→ Supplied records:
------------------------

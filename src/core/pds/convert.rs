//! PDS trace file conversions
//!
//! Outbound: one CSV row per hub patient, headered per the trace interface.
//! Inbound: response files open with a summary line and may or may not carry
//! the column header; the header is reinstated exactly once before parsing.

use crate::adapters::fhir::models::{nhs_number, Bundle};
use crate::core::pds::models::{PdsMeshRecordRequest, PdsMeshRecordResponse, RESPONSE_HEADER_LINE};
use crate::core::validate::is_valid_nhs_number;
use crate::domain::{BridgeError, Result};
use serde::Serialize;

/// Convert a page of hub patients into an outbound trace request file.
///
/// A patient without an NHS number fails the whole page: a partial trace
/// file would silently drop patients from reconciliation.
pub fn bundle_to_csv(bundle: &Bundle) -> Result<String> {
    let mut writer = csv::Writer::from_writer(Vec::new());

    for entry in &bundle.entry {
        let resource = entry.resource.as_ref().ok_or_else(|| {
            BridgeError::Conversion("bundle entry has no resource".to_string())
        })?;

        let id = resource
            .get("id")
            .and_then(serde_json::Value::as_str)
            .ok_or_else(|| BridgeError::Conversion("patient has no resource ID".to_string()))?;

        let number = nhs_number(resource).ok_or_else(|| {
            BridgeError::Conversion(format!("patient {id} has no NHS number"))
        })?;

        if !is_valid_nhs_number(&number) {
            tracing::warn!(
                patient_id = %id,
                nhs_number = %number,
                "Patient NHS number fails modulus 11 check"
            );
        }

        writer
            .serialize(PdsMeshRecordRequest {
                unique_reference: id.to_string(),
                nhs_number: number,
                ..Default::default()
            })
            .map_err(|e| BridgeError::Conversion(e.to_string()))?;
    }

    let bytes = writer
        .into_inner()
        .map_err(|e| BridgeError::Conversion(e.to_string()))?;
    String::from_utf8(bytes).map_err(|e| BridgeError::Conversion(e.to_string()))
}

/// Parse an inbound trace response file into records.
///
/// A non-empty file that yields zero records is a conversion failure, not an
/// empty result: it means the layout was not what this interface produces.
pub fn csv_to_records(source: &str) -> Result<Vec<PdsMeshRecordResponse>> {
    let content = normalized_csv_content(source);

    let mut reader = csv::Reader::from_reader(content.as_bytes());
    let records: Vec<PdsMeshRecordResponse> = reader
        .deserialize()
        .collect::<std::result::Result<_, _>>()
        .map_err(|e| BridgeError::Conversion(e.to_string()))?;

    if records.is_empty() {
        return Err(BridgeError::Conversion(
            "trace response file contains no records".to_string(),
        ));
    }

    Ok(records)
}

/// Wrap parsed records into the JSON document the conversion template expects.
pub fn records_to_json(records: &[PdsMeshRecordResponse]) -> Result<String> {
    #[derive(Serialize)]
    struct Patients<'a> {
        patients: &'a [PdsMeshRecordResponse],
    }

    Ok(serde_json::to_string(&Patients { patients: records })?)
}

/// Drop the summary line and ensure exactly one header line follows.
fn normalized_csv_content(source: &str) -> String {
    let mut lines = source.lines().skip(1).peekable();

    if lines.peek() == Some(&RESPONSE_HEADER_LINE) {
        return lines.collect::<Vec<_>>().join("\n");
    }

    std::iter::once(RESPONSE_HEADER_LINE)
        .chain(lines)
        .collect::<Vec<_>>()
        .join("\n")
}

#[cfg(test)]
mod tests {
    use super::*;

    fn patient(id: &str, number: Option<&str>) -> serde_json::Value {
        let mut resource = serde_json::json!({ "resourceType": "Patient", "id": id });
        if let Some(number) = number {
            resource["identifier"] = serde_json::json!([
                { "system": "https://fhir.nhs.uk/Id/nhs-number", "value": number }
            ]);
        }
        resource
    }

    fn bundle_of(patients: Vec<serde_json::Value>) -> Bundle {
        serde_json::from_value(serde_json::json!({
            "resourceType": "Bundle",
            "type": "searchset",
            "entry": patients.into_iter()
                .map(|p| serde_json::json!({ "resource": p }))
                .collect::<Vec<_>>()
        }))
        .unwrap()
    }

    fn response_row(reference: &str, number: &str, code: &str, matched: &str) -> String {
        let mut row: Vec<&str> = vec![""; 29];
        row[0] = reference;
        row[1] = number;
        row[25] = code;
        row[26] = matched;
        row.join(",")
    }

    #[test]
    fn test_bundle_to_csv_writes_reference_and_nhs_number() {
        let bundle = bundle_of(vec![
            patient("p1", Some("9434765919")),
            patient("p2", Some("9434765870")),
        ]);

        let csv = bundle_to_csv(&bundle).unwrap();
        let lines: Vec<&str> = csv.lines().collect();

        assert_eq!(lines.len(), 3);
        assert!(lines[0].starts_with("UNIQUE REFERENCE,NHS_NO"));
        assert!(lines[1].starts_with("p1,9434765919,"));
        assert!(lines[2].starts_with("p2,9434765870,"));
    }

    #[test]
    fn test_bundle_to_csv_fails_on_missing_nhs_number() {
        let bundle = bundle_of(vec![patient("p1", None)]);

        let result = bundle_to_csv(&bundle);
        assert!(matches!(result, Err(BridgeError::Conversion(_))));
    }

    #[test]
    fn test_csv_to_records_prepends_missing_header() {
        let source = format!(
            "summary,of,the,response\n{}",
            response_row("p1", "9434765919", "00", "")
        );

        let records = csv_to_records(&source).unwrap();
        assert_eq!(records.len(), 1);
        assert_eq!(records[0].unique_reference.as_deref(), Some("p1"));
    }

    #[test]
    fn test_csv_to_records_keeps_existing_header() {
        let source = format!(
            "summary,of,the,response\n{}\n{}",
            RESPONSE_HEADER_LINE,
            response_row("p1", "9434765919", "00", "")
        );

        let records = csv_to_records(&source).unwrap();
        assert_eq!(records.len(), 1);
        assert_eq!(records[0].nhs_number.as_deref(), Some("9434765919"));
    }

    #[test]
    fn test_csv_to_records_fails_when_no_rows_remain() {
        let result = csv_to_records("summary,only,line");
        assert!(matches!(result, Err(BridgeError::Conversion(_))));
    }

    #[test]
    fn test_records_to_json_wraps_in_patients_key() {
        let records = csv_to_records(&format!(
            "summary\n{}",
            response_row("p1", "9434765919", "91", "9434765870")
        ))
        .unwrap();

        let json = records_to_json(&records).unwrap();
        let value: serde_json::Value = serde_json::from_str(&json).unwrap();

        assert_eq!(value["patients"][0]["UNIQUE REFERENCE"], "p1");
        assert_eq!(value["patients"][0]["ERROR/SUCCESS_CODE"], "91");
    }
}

------------------------

→ Prompt: Wherever the string "collect" appears in the data above, copy the line it sits in.

→ Expected answer:
        .collect::<std::result::Result<_, _>>()
        return lines.collect::<Vec<_>>().join("\n");
        .collect::<Vec<_>>()
                .collect::<Vec<_>>()
        let lines: Vec<&str> = csv.lines().collect();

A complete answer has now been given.